Jesse se lève et va chercher son ordi portable. Il l’ouvre et commence à me faire écouter des titres live de lui. Il m’explique que si les gens ne les vendent pas , ils peuvent enregistrer ses concerts, et que ceux qu’il me fait écouter viennent de fans de différents pays.  Je suis en plein rêve, je ne veux pas me réveiller.. et il ne le veut pas non plus.
« you got a minute ? » me dit il.
Tiens, tu penses que j’ai une minute !…
Il prend le casque de mon ipod, le branche sur son mac, me le met sur les oreilles, et me balance du début à la fin les 20 titres de son prochain disque.  Si ce qu’il m’a fait entendre sort, ca va faire très très très mal. C’est horrible car je ne peux en parler. Mais ce n’est pas une redite de ses premiers disques, et pas du tout la suite de « bare my naked soul ». Les amateurs de pur funk seront servis, et ceux qui apprécient son jeu de guitare vont pouvoir jouir de ses progrès et de sa multiplicité. Les influences sont très variées. Je ne veux pas vous gâcher la surprise dans le cas où il sortirait un jour, donc inutile de disserter d’avantage. Mais depuis mon retour  je ne pense qu’à le ré-écouter… ce qui sera j’espère un jour possible.
A cet instant précis je suis au bout de ce que je pouvais imaginer, quand soudain on frappe à la porte. Jesse va ouvrir, et voici que Dee Dee guitariste de Da Krash et Kool Skool entre dans la suite. Le type est adorable, halluciné que je connaisse les groupesen question, Jesse à un sourire complice face a cette « surprise », je nage en plein rêve. On parle encore tous les 3 pendant un long moment, Dee Dee commence à sortir une des guitares qu’il manipule un peu… Je pense qu’ils ont l’intention de jouer un peu.

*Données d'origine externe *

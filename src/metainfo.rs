//! Torrent metadata
//!
//! The static facts the exchange core needs about one torrent: the info
//! hash, piece geometry, and the expected digest per piece. Producing
//! these from a `.torrent` file or magnet metadata is the embedder's
//! concern; this type only validates and serves them.

use crate::error::{Result, SwarmError};

/// 20-byte SHA1 digest
pub type Sha1Hash = [u8; 20];

/// Static description of one torrent
#[derive(Debug, Clone)]
pub struct TorrentInfo {
    info_hash: Sha1Hash,
    piece_hashes: Vec<Sha1Hash>,
    piece_length: u32,
    total_size: u64,
}

impl TorrentInfo {
    /// Create a metadata record, validating that the hash list matches
    /// the piece geometry.
    pub fn new(
        info_hash: Sha1Hash,
        piece_hashes: Vec<Sha1Hash>,
        piece_length: u32,
        total_size: u64,
    ) -> Result<Self> {
        if piece_length == 0 {
            return Err(SwarmError::invalid_input(
                "piece_length",
                "Must be at least 1 byte",
            ));
        }
        if total_size == 0 {
            return Err(SwarmError::invalid_input(
                "total_size",
                "Must be at least 1 byte",
            ));
        }

        let expected = total_size.div_ceil(piece_length as u64) as usize;
        if piece_hashes.len() != expected {
            return Err(SwarmError::invalid_input(
                "piece_hashes",
                format!(
                    "Expected {} piece hashes for {} bytes at {} per piece, got {}",
                    expected,
                    total_size,
                    piece_length,
                    piece_hashes.len()
                ),
            ));
        }

        Ok(Self {
            info_hash,
            piece_hashes,
            piece_length,
            total_size,
        })
    }

    /// The torrent's info hash
    pub fn info_hash(&self) -> &Sha1Hash {
        &self.info_hash
    }

    /// Number of pieces
    pub fn piece_count(&self) -> u32 {
        self.piece_hashes.len() as u32
    }

    /// Nominal piece length (every piece but possibly the last)
    pub fn piece_length(&self) -> u32 {
        self.piece_length
    }

    /// Total payload size in bytes
    pub fn total_size(&self) -> u64 {
        self.total_size
    }

    /// Actual length of one piece; the final piece may be short
    pub fn piece_len(&self, index: u32) -> u32 {
        if index + 1 == self.piece_count() {
            let remainder = self.total_size % self.piece_length as u64;
            if remainder == 0 {
                self.piece_length
            } else {
                remainder as u32
            }
        } else {
            self.piece_length
        }
    }

    /// Byte offset of a piece within the flat payload
    pub fn piece_offset(&self, index: u32) -> u64 {
        index as u64 * self.piece_length as u64
    }

    /// Expected digest for one piece
    pub fn piece_hash(&self, index: u32) -> Option<&Sha1Hash> {
        self.piece_hashes.get(index as usize)
    }

    /// Byte length of this torrent's bitfield
    pub fn bitfield_len(&self) -> usize {
        (self.piece_count() as usize).div_ceil(8)
    }
}

#[cfg(test)]
mod tests {
    use super::*;

    fn hashes(n: usize) -> Vec<Sha1Hash> {
        (0..n).map(|i| [i as u8; 20]).collect()
    }

    #[test]
    fn test_piece_geometry() {
        // 3 pieces: 2 full, last one short
        let info = TorrentInfo::new([0; 20], hashes(3), 16384, 16384 * 2 + 100).unwrap();
        assert_eq!(info.piece_count(), 3);
        assert_eq!(info.piece_len(0), 16384);
        assert_eq!(info.piece_len(1), 16384);
        assert_eq!(info.piece_len(2), 100);
        assert_eq!(info.piece_offset(2), 16384 * 2);
        assert_eq!(info.bitfield_len(), 1);
    }

    #[test]
    fn test_exact_multiple_keeps_full_last_piece() {
        let info = TorrentInfo::new([0; 20], hashes(4), 1024, 4096).unwrap();
        assert_eq!(info.piece_len(3), 1024);
    }

    #[test]
    fn test_hash_count_mismatch_rejected() {
        assert!(TorrentInfo::new([0; 20], hashes(2), 1024, 4096).is_err());
        assert!(TorrentInfo::new([0; 20], hashes(5), 1024, 4096).is_err());
    }

    #[test]
    fn test_bitfield_len_rounds_up() {
        let info = TorrentInfo::new([0; 20], hashes(9), 1024, 9 * 1024).unwrap();
        assert_eq!(info.bitfield_len(), 2);
    }

    #[test]
    fn test_piece_hash_lookup() {
        let info = TorrentInfo::new([0; 20], hashes(2), 1024, 2048).unwrap();
        assert_eq!(info.piece_hash(1), Some(&[1u8; 20]));
        assert_eq!(info.piece_hash(2), None);
    }
}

Malheureusement il faut alors que je les laisse, Jesse ne me chasse pas, m’invite même a rester, mais ça fait déjà 2 heures que je suis là, et c’est horrible mais il faut que je parte. Sur le pas de la porte Jesse me lance un sympathique « tu montes ce soir après le concert ok ? »… Je n’y crois toujours pas.

Le soir du second concert l’émotion est différente. A peine le rideau ouvert Terry Lewis me fait un petit « hello », Jerome arrive au milieu de COOL pour me dire « bonjour monsieur », et en plein solo sur Free World, Jesse vient me serrer la main. Que puis-je souhaiter de plus ?

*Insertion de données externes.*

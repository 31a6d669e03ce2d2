#![no_main]

use libfuzzer_sys::fuzz_target;
use peerwire::wire::{Handshake, HANDSHAKE_LEN};

fuzz_target!(|data: &[u8]| {
    if data.len() < HANDSHAKE_LEN {
        return;
    }
    let mut buf = [0u8; HANDSHAKE_LEN];
    buf.copy_from_slice(&data[..HANDSHAKE_LEN]);

    // Parsing never panics, and anything accepted round-trips
    if let Ok(handshake) = Handshake::parse(&buf) {
        assert_eq!(handshake.encode(), buf);
    }
});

Le concert se termine, le « meet and greet » est expéditif, et Jesse disparait assez vite. 30 minutes après je frappe à sa porte pensant  le trouver avec quelques « copines » ou amis. Et bien non. Il est prêt à partir, il « m’attendait ». Nous descendons pour aller manger, on sort du Flamingo Hotel, direction le Caesar Palace en face que l’on traverse pour nous rendre au Cheesecake Factory. Nous y resterons jusqu’à ce que le directeur nous mette dehors gentiment, puisqu’il ne restait plus que nous dans les lieux, et qu’ils avaient déjà tout nettoyé
Au cours de ce repas nous avons parlé de différentes choses, mais aussi et surtout de Ségolène Royale !!!! Figurez vous que Jesse Johnson a suivi les élections et les débats sous titrés en anglais. Il me demande comment ça se passe avec «ce jerk de président qui a épousé la fille connue ». Pincez-moi, je rêve.

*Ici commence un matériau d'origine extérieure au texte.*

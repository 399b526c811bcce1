use async_trait::async_trait;
use reqwest::Client;
use secrecy::{ExposeSecret, SecretString};
use serde::de::DeserializeOwned;
use serde_json::{Value, json};
use tracing::debug;

use crate::error::PlatformError;

pub use self::types::{ChatJoinRequest, Message, Update, User};

pub mod types;

use self::types::{ApiResponse, File, SentMessage};

/// Telegram caps media groups at this many items.
pub const MEDIA_GROUP_LIMIT: usize = 10;

#[derive(Debug, Clone, Default, PartialEq, Eq)]
pub struct SendOptions {
    pub reply_to: Option<i64>,
    /// Send with HTML parse mode.
    pub html: bool,
    pub disable_preview: bool,
}

impl SendOptions {
    pub fn html() -> Self {
        Self {
            html: true,
            ..Self::default()
        }
    }

    pub fn reply_to(mut self, message_id: Option<i64>) -> Self {
        self.reply_to = message_id;
        self
    }

    pub fn without_preview(mut self) -> Self {
        self.disable_preview = true;
        self
    }
}

#[async_trait]
pub trait TelegramApi: Send + Sync {
    async fn send_text(
        &self,
        chat_id: i64,
        text: &str,
        options: &SendOptions,
    ) -> Result<i64, PlatformError>;

    async fn send_photo(
        &self,
        chat_id: i64,
        photo: &str,
        caption: Option<&str>,
        options: &SendOptions,
    ) -> Result<i64, PlatformError>;

    /// Sends up to [`MEDIA_GROUP_LIMIT`] photos as one album and returns the
    /// id of every message in it.
    async fn send_media_group(
        &self,
        chat_id: i64,
        photos: &[String],
        options: &SendOptions,
    ) -> Result<Vec<i64>, PlatformError>;

    async fn edit_text(
        &self,
        chat_id: i64,
        message_id: i64,
        text: &str,
        options: &SendOptions,
    ) -> Result<(), PlatformError>;

    async fn edit_caption(
        &self,
        chat_id: i64,
        message_id: i64,
        caption: &str,
    ) -> Result<(), PlatformError>;

    async fn delete_message(&self, chat_id: i64, message_id: i64) -> Result<(), PlatformError>;

    async fn approve_join_request(&self, chat_id: i64, user_id: i64) -> Result<(), PlatformError>;

    /// Download URL of a file. The URL embeds the bot token.
    async fn file_link(&self, file_id: &str) -> Result<String, PlatformError>;
}

pub struct TelegramClient {
    client: Client,
    api_base: String,
    token: SecretString,
}

impl TelegramClient {
    pub fn new(api_base: &str, token: String) -> Result<Self, PlatformError> {
        let client = Client::builder().build()?;
        Ok(Self {
            client,
            api_base: api_base.trim_end_matches('/').to_string(),
            token: SecretString::from(token),
        })
    }

    fn api_url(&self, method: &str) -> String {
        format!(
            "{}/bot{}/{}",
            self.api_base,
            self.token.expose_secret(),
            method
        )
    }

    async fn call<T: DeserializeOwned>(&self, method: &str, payload: &Value) -> Result<T, PlatformError> {
        let response = self
            .client
            .post(self.api_url(method))
            .json(payload)
            .send()
            .await?;

        let status = response.status();
        let body: ApiResponse<T> = response.json().await?;
        if !body.ok {
            let code = body.error_code.unwrap_or(status.as_u16());
            let reason = reqwest::StatusCode::from_u16(code)
                .ok()
                .and_then(|s| s.canonical_reason())
                .unwrap_or("Telegram error");
            return Err(PlatformError::api(
                code,
                reason,
                body.description.into_iter().collect(),
            ));
        }

        body.result
            .ok_or_else(|| PlatformError::Decode(format!("{method} response missing result")))
    }

    /// Long-polls for updates after `offset`.
    pub async fn get_updates(&self, offset: i64, timeout_secs: u64) -> Result<Vec<Update>, PlatformError> {
        let payload = json!({
            "offset": offset,
            "timeout": timeout_secs,
            "allowed_updates": ["message", "edited_message", "chat_join_request"],
        });
        self.call("getUpdates", &payload).await
    }
}

fn apply_options(payload: &mut Value, options: &SendOptions) {
    if options.html {
        payload["parse_mode"] = Value::String("HTML".into());
    }
    if let Some(reply_to) = options.reply_to {
        payload["reply_parameters"] = json!({
            "message_id": reply_to,
            "allow_sending_without_reply": true,
        });
    }
    if options.disable_preview {
        payload["link_preview_options"] = json!({ "is_disabled": true });
    }
}

#[async_trait]
impl TelegramApi for TelegramClient {
    async fn send_text(
        &self,
        chat_id: i64,
        text: &str,
        options: &SendOptions,
    ) -> Result<i64, PlatformError> {
        let mut payload = json!({ "chat_id": chat_id, "text": text });
        apply_options(&mut payload, options);
        let sent: SentMessage = self.call("sendMessage", &payload).await?;
        debug!(chat_id, message_id = sent.message_id, "Sent Telegram message");
        Ok(sent.message_id)
    }

    async fn send_photo(
        &self,
        chat_id: i64,
        photo: &str,
        caption: Option<&str>,
        options: &SendOptions,
    ) -> Result<i64, PlatformError> {
        let mut payload = json!({ "chat_id": chat_id, "photo": photo });
        if let Some(caption) = caption {
            payload["caption"] = Value::String(caption.to_string());
        }
        apply_options(&mut payload, options);
        let sent: SentMessage = self.call("sendPhoto", &payload).await?;
        Ok(sent.message_id)
    }

    async fn send_media_group(
        &self,
        chat_id: i64,
        photos: &[String],
        options: &SendOptions,
    ) -> Result<Vec<i64>, PlatformError> {
        let media: Vec<Value> = photos
            .iter()
            .take(MEDIA_GROUP_LIMIT)
            .map(|url| json!({ "type": "photo", "media": url }))
            .collect();
        let mut payload = json!({ "chat_id": chat_id, "media": media });
        if let Some(reply_to) = options.reply_to {
            payload["reply_parameters"] = json!({
                "message_id": reply_to,
                "allow_sending_without_reply": true,
            });
        }
        let sent: Vec<SentMessage> = self.call("sendMediaGroup", &payload).await?;
        Ok(sent.into_iter().map(|m| m.message_id).collect())
    }

    async fn edit_text(
        &self,
        chat_id: i64,
        message_id: i64,
        text: &str,
        options: &SendOptions,
    ) -> Result<(), PlatformError> {
        let mut payload = json!({
            "chat_id": chat_id,
            "message_id": message_id,
            "text": text,
        });
        apply_options(&mut payload, &SendOptions {
            reply_to: None,
            ..options.clone()
        });
        // Inline edits answer `true` instead of the message.
        let _: Value = self.call("editMessageText", &payload).await?;
        Ok(())
    }

    async fn edit_caption(
        &self,
        chat_id: i64,
        message_id: i64,
        caption: &str,
    ) -> Result<(), PlatformError> {
        let payload = json!({
            "chat_id": chat_id,
            "message_id": message_id,
            "caption": caption,
            "parse_mode": "HTML",
        });
        let _: Value = self.call("editMessageCaption", &payload).await?;
        Ok(())
    }

    async fn delete_message(&self, chat_id: i64, message_id: i64) -> Result<(), PlatformError> {
        let payload = json!({ "chat_id": chat_id, "message_id": message_id });
        let _: bool = self.call("deleteMessage", &payload).await?;
        Ok(())
    }

    async fn approve_join_request(&self, chat_id: i64, user_id: i64) -> Result<(), PlatformError> {
        let payload = json!({ "chat_id": chat_id, "user_id": user_id });
        let _: bool = self.call("approveChatJoinRequest", &payload).await?;
        Ok(())
    }

    async fn file_link(&self, file_id: &str) -> Result<String, PlatformError> {
        let file: File = self.call("getFile", &json!({ "file_id": file_id })).await?;
        let path = file
            .file_path
            .ok_or_else(|| PlatformError::Decode(format!("file {} has no path", file.file_id)))?;
        Ok(format!(
            "{}/file/bot{}/{}",
            self.api_base,
            self.token.expose_secret(),
            path
        ))
    }
}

Voila ce que je peux vous rapporter de ce périple. Sur la liste des gens que je rêvais de rencontrer Jesse Johnson était le dernier et au top de la liste. J’aurai voulu rester encore plus. Je m’attendais à voir un type ravager par les excès, totalement déconnecté de la réalité, et j’ai rencontré un être délicieux, lucide, avec une touche de folie bien sur. Quelqu’un qui a quand même morflé des journalistes, de son statut de « clone de Minneapolis », et d’une trop longue période de silence. Cette rencontre est pour moi très importante,  il m’a d’ailleurs confié sa vision des choses, que l’artiste que je vénère le plus devrait adopter, il m’a dit : « quand tu rencontres tes héros il n’y a rien de pire que se rendre compte que ce sont des sales cons. Quand quelqu’un m’a fait l’honneur d’acheter mes disques, d’écouter et de comprendre ma musique, il est normal que je sois disponible pour lui. Je suis moi-même « fan », et quand j’ai rencontré BB King j’étais comme un gamin à lui demander de me signer des disques et a être tout excité».

Pari réussi Mr Jesse Johnson, vous n’avez rien d’un « asshole », et vous avez bel et bien fait de cette journée un moment dont je me souviendrai jusqu’à la fin de mes jours.